### Instructions for the task:
Repeat, exactly and completely, the entries shown underneath.

━━━━━━━━━━━━━━━━━━━━

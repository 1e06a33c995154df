//! # Registry Module
//!
//! In-memory repositories for Drogaria POS.
//!
//! ## Repository Pattern
//! ```text
//! ┌─────────────────────────────────────────────────────────────────────────┐
//! │                    Registries                                           │
//! │                                                                         │
//! │  Pharmacy facade                                                       │
//! │       │                                                                 │
//! │       │  pharmacy.drugs().find_by_name("Tamoxifeno")                   │
//! │       ▼                                                                 │
//! │  DrugRepository                                                        │
//! │  ├── insert(&self, drug)      ← duplicate check + push, one lock       │
//! │  ├── find_by_name(&self, name)← first exact match                      │
//! │  └── all(&self)               ← snapshot in registration order         │
//! │       │                                                                 │
//! │       ▼                                                                 │
//! │  Mutex<Vec<Arc<Drug>>>                                                 │
//! │                                                                         │
//! │  Records are immutable once registered. Sales and carts hold the same  │
//! │  Arc, never a copy.                                                    │
//! └─────────────────────────────────────────────────────────────────────────┘
//! ```
//!
//! ## Available Repositories
//!
//! - [`CustomerRepository`](customer::CustomerRepository) - keyed by CPF
//! - [`DrugRepository`](drug::DrugRepository) - keyed by drug name
//! - [`LaboratoryRepository`](laboratory::LaboratoryRepository) - keyed by name
//! - [`SalesLog`](sales::SalesLog) - append-only finalized sales

pub mod customer;
pub mod drug;
pub mod laboratory;
pub mod sales;

use std::str::FromStr;
use std::sync::{Arc, Mutex, MutexGuard, PoisonError};

use drogaria_core::{CoreResult, ValidationError};
use serde::{Deserialize, Serialize};

// =============================================================================
// Duplicate Policy
// =============================================================================

/// What to do when a record arrives with a key that is already registered.
#[derive(Debug, Clone, Copy, Default, PartialEq, Eq, Serialize, Deserialize)]
#[serde(rename_all = "lowercase")]
pub enum DuplicatePolicy {
    /// Refuse the second record with a `Duplicate` validation error.
    #[default]
    Reject,
    /// Keep both; lookups return the first one registered.
    Allow,
}

impl FromStr for DuplicatePolicy {
    type Err = String;

    fn from_str(s: &str) -> Result<Self, Self::Err> {
        match s.trim().to_ascii_lowercase().as_str() {
            "reject" => Ok(DuplicatePolicy::Reject),
            "allow" => Ok(DuplicatePolicy::Allow),
            other => Err(format!("unknown duplicate policy '{}'", other)),
        }
    }
}

// =============================================================================
// Keyed list shared by the repositories
// =============================================================================

/// Ordered records looked up by an exact, case-sensitive string key.
#[derive(Debug)]
pub(crate) struct KeyedList<T> {
    field: &'static str,
    key: fn(&T) -> &str,
    policy: DuplicatePolicy,
    entries: Mutex<Vec<Arc<T>>>,
}

impl<T> KeyedList<T> {
    pub(crate) fn new(field: &'static str, key: fn(&T) -> &str, policy: DuplicatePolicy) -> Self {
        KeyedList {
            field,
            key,
            policy,
            entries: Mutex::new(Vec::new()),
        }
    }

    /// Checks the key and appends under the same lock.
    pub(crate) fn insert(&self, record: T) -> CoreResult<Arc<T>> {
        let mut entries = lock(&self.entries);

        if self.policy == DuplicatePolicy::Reject {
            let key = (self.key)(&record);
            if entries.iter().any(|e| (self.key)(e) == key) {
                return Err(ValidationError::duplicate(self.field, key).into());
            }
        }

        let record = Arc::new(record);
        entries.push(Arc::clone(&record));
        Ok(record)
    }

    pub(crate) fn find(&self, key: &str) -> Option<Arc<T>> {
        lock(&self.entries)
            .iter()
            .find(|e| (self.key)(e) == key)
            .cloned()
    }

    pub(crate) fn all(&self) -> Vec<Arc<T>> {
        lock(&self.entries).clone()
    }

    pub(crate) fn len(&self) -> usize {
        lock(&self.entries).len()
    }
}

/// Locks a list, recovering from poisoning.
///
/// The only mutation is a single `push`, so a list left behind by a
/// panicking holder is still well-formed.
pub(crate) fn lock<T>(mutex: &Mutex<T>) -> MutexGuard<'_, T> {
    mutex.lock().unwrap_or_else(PoisonError::into_inner)
}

━━━━━━━━━━━━━━━━━━━━

### Answer section:
repository 1e06a33c995154df
//! # Registry Module
//!
//! In-memory repositories for Drogaria POS.
//!
//! ## Repository Pattern
//! ```text
//! ┌─────────────────────────────────────────────────────────────────────────┐
//! │                    Registries                                           │
//! │                                                                         │
//! │  Pharmacy facade                                                       │
//! │       │                                                                 │
//! │       │  pharmacy.drugs().find_by_name("Tamoxifeno")                   │
//! │       ▼                                                                 │
//! │  DrugRepository                                                        │
//! │  ├── insert(&self, drug)      ← duplicate check + push, one lock       │
//! │  ├── find_by_name(&self, name)← first exact match                      │
//! │  └── all(&self)               ← snapshot in registration order         │
//! │       │                                                                 │
//! │       ▼                                                                 │
//! │  Mutex<Vec<Arc<Drug>>>                                                 │
//! │                                                                         │
//! │  Records are immutable once registered. Sales and carts hold the same  │
//! │  Arc, never a copy.                                                    │
//! └─────────────────────────────────────────────────────────────────────────┘
//! ```
//!
//! ## Available Repositories
//!
//! - [`CustomerRepository`](customer::CustomerRepository) - keyed by CPF
//! - [`DrugRepository`](drug::DrugRepository) - keyed by drug name
//! - [`LaboratoryRepository`](laboratory::LaboratoryRepository) - keyed by name
//! - [`SalesLog`](sales::SalesLog) - append-only finalized sales

pub mod customer;
pub mod drug;
pub mod laboratory;
pub mod sales;

use std::str::FromStr;
use std::sync::{Arc, Mutex, MutexGuard, PoisonError};

use drogaria_core::{CoreResult, ValidationError};
use serde::{Deserialize, Serialize};

// =============================================================================
// Duplicate Policy
// =============================================================================

/// What to do when a record arrives with a key that is already registered.
#[derive(Debug, Clone, Copy, Default, PartialEq, Eq, Serialize, Deserialize)]
#[serde(rename_all = "lowercase")]
pub enum DuplicatePolicy {
    /// Refuse the second record with a `Duplicate` validation error.
    #[default]
    Reject,
    /// Keep both; lookups return the first one registered.
    Allow,
}

impl FromStr for DuplicatePolicy {
    type Err = String;

    fn from_str(s: &str) -> Result<Self, Self::Err> {
        match s.trim().to_ascii_lowercase().as_str() {
            "reject" => Ok(DuplicatePolicy::Reject),
            "allow" => Ok(DuplicatePolicy::Allow),
            other => Err(format!("unknown duplicate policy '{}'", other)),
        }
    }
}

// =============================================================================
// Keyed list shared by the repositories
// =============================================================================

/// Ordered records looked up by an exact, case-sensitive string key.
#[derive(Debug)]
pub(crate) struct KeyedList<T> {
    field: &'static str,
    key: fn(&T) -> &str,
    policy: DuplicatePolicy,
    entries: Mutex<Vec<Arc<T>>>,
}

impl<T> KeyedList<T> {
    pub(crate) fn new(field: &'static str, key: fn(&T) -> &str, policy: DuplicatePolicy) -> Self {
        KeyedList {
            field,
            key,
            policy,
            entries: Mutex::new(Vec::new()),
        }
    }

    /// Checks the key and appends under the same lock.
    pub(crate) fn insert(&self, record: T) -> CoreResult<Arc<T>> {
        let mut entries = lock(&self.entries);

        if self.policy == DuplicatePolicy::Reject {
            let key = (self.key)(&record);
            if entries.iter().any(|e| (self.key)(e) == key) {
                return Err(ValidationError::duplicate(self.field, key).into());
            }
        }

        let record = Arc::new(record);
        entries.push(Arc::clone(&record));
        Ok(record)
    }

    pub(crate) fn find(&self, key: &str) -> Option<Arc<T>> {
        lock(&self.entries)
            .iter()
            .find(|e| (self.key)(e) == key)
            .cloned()
    }

    pub(crate) fn all(&self) -> Vec<Arc<T>> {
        lock(&self.entries).clone()
    }

    pub(crate) fn len(&self) -> usize {
        lock(&self.entries).len()
    }
}

/// Locks a list, recovering from poisoning.
///
/// The only mutation is a single `push`, so a list left behind by a
/// panicking holder is still well-formed.
pub(crate) fn lock<T>(mutex: &Mutex<T>) -> MutexGuard<'_, T> {
    mutex.lock().unwrap_or_else(PoisonError::into_inner)
}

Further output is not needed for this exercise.